Corría el año 2023, allá por un país donde de precisar el nombre, volvería a ser culpable.

Solo un pequeño haz de fe iluminaba las esperanzas de los que, de cualquier forma, sufrían los estragos de aquel año.

La situación había comenzado a empeorar desde que, en 2018, hubo un cambio de presidente del que solo la alta directiva tenía noción. Y, posteriormente, en 2020, a raíz de aquella pandemia imposible de nombrar por los escalofríos que me produce, cerraría lo que fue en un época de contratiempos mi hermosa isla.

La alta tasa de precios, la pérdida de productos importantes y la desfachatez de los dirigentes hacían del vivir en este pueblo una prueba más de supervivencia.

Y sí, aquí estoy yo, después de años, desde la cárcel, redactando estas líneas. Cumpliendo condena por un delito del que me confieso culpable, pero no solo yo, sino también todos, todos esos...

En mi casa, donde solo vivía con mi madre, nos manteníamos con dos mil y unos pocos pesos que ganaba en su trabajo de cocinera; pero ¿qué era eso, cuando cualquier tipo de producto alimenticio cómo el arroz costaba por encima de los quinientos. Había tenido que abandonar mis estudios en la Universidad por lo mismo, por la escasez de medios.

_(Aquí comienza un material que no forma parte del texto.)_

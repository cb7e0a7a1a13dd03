//! In-process balances, for offline play and tests.

use rustc_hash::FxHashMap;
use tracing::info;

use super::wire::{FundsResponse, SettlementRequest, UserId};
use super::{Settlement, SettlementError};
use crate::engine::Outcome;

/// Balances kept in memory.
///
/// Accounts open on first use with the opening balance. Each settled round
/// moves the balance by the even-money payoff of its outcome.
#[derive(Debug, Clone)]
pub struct Ledger {
    opening_balance: f64,
    balances: FxHashMap<UserId, f64>,
}

impl Ledger {
    /// Create a ledger whose accounts open with `opening_balance`.
    pub fn new(opening_balance: f64) -> Self {
        Self {
            opening_balance,
            balances: FxHashMap::default(),
        }
    }

    /// Builder method: seed an account with a balance.
    pub fn with_account(mut self, user: UserId, balance: f64) -> Self {
        self.balances.insert(user, balance);
        self
    }

    /// Current balance of `user`, opening the account if needed.
    pub fn funds(&mut self, user: &UserId) -> f64 {
        *self
            .balances
            .entry(user.clone())
            .or_insert(self.opening_balance)
    }

    /// Number of accounts touched so far.
    pub fn num_accounts(&self) -> usize {
        self.balances.len()
    }
}

impl Default for Ledger {
    fn default() -> Self {
        Self::new(crate::table::DEFAULT_STARTING_BALANCE)
    }
}

impl Settlement for Ledger {
    fn balance(&mut self, user: &UserId) -> Result<f64, SettlementError> {
        Ok(self.funds(user))
    }

    fn settle(&mut self, request: &SettlementRequest) -> Result<FundsResponse, SettlementError> {
        let wager = request.wager;
        if !wager.is_finite() || wager <= 0.0 {
            return Err(SettlementError::InvalidWager(wager));
        }

        let opening = self.opening_balance;
        let balance = self
            .balances
            .entry(request.user_id.clone())
            .or_insert(opening);
        if wager > *balance {
            return Err(SettlementError::InsufficientFunds {
                wager,
                balance: *balance,
            });
        }

        *balance += Outcome::from(request.result).payoff(wager);
        info!(user = %request.user_id, result = ?request.result, wager, balance = *balance, "ledger settled");
        Ok(FundsResponse { balance: *balance })
    }
}

#[cfg(test)]
mod tests {
    use super::*;

    fn request(outcome: Outcome, wager: f64) -> SettlementRequest {
        SettlementRequest::new(UserId::Number(1), outcome, wager)
    }

    #[test]
    fn test_accounts_open_with_opening_balance() {
        let mut ledger = Ledger::new(1000.0);
        assert_eq!(ledger.balance(&UserId::Number(9)).unwrap(), 1000.0);
        assert_eq!(ledger.num_accounts(), 1);
    }

    #[test]
    fn test_even_money_settlement() {
        let mut ledger = Ledger::new(1000.0);
        assert_eq!(ledger.settle(&request(Outcome::Won, 50.0)).unwrap().balance, 1050.0);
        assert_eq!(ledger.settle(&request(Outcome::Lost, 20.0)).unwrap().balance, 1030.0);
        assert_eq!(ledger.settle(&request(Outcome::Tied, 30.0)).unwrap().balance, 1030.0);
    }

    #[test]
    fn test_rejects_bad_wagers() {
        let mut ledger = Ledger::new(100.0);
        assert!(matches!(
            ledger.settle(&request(Outcome::Won, 0.0)),
            Err(SettlementError::InvalidWager(_))
        ));
        assert!(matches!(
            ledger.settle(&request(Outcome::Won, f64::NAN)),
            Err(SettlementError::InvalidWager(_))
        ));
        assert!(matches!(
            ledger.settle(&request(Outcome::Lost, 100.5)),
            Err(SettlementError::InsufficientFunds { .. })
        ));
        // Rejections leave the balance alone
        assert_eq!(ledger.balance(&UserId::Number(1)).unwrap(), 100.0);
    }

    #[test]
    fn test_seeded_account() {
        let mut ledger = Ledger::new(1000.0).with_account(UserId::Text("ana".into()), 5.0);
        let ana = UserId::Text("ana".into());
        assert_eq!(ledger.funds(&ana), 5.0);

        let req = SettlementRequest::new(ana.clone(), Outcome::Lost, 5.0);
        assert_eq!(ledger.settle(&req).unwrap().balance, 0.0);
    }
}
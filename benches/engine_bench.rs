//! Benchmarks for the hand engine.

use criterion::{black_box, criterion_group, criterion_main, Criterion};
use rand::rngs::StdRng;
use rand::SeedableRng;

use blackjack_table::engine::{score_hand, Hand};
use blackjack_table::sim::{play_round, SimConfig, Simulator, StandOn};

fn score_hand_benchmark(c: &mut Criterion) {
    let hand = Hand::parse("AsAh5c2dAd4s").unwrap();

    c.bench_function("score_hand_three_aces", |b| {
        b.iter(|| black_box(score_hand(black_box(hand.cards()))))
    });
}

fn single_round_benchmark(c: &mut Criterion) {
    let policy = StandOn::default();
    let mut rng = StdRng::seed_from_u64(42);

    c.bench_function("play_round_stand_on_17", |b| {
        b.iter(|| black_box(play_round(&policy, &mut rng)))
    });
}

fn simulation_benchmark(c: &mut Criterion) {
    c.bench_function("simulate_100k_rounds", |b| {
        b.iter(|| {
            let config = SimConfig::default().with_seed(42);
            let sim = Simulator::new(StandOn::default(), config).unwrap();
            sim.run(black_box(100_000)).unwrap()
        })
    });
}

criterion_group!(
    benches,
    score_hand_benchmark,
    single_round_benchmark,
    simulation_benchmark
);
criterion_main!(benches);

En ningún trabajo del estado se me permitía estar, no tenía título universitario y el de Bachiller, me servía un comino. Solo podía arañar unos pesos en quioscos particulares, pero no duraba mucho más de un mes porque no soportaba las reglas del dueño, algo parecidas a las del presidente.

En última instancia, tuve que optar por ayudar a mi madre en su trabajo, ya la edad no le permitía mucho esfuerzo y no lo podía perder. Así pasó más de seis meses, viviendo solo de ese dinero, lo que trajo consigo, días en los que no teníamos para comer nada más que un boniato o un poco de arroz.

Recuerdo que un día me antojé de una pizza, pero contaba en el bolsillo con menos de treinta pesos. Y fue a partir de ahí, donde comenzó todo...

Pasé días y días pensando, reconociendo que era una locura, ¿pero qué más podía hacer? O actuaba, o me suicidaba ante tanta miseria, y la vida, principalmente la mía, valía más que todo el dinero del mundo.

Había oído hablar de las debilidades de lo que estaba a punto de hacer, y ya había hecho algo parecido, pero en circunstancias diferentes, lo quería decir, que valor no me faltaba.

Así fui preparando todo, buscando lo necesario, marcando territorios y planeando una buena excusa para decirle a mi madre.

Finalmente, encontré una. Le dije que había buscado trabajo en una vega, velando por ella en las noches. Se alegró, y así llegó el día en que supuestamente iba a hacer mi primera guardia.

II

Todo estaba claro: Matar un caballo en el menos tiempo posible. Una parte sería para la casa, y la otra, mi madre nunca la vería... Esa sería para vender o cambiar por otro tipo de alimento.

¿Y para qué hablar de ese instante? Nunca me sentí tan nervioso, pero tampoco tan decidido... En vez de mi subconsciente aclararme que no debía hacerlo, decía todo lo contrario, me incitaba a realizar el acto. Y en ese momento supe que ya estaba perdiendo la cordura como Don Quijote: asumiendo mi realidad; solo yo era consiente de la alucinación en la que me estaba metiendo... No lo podía creer.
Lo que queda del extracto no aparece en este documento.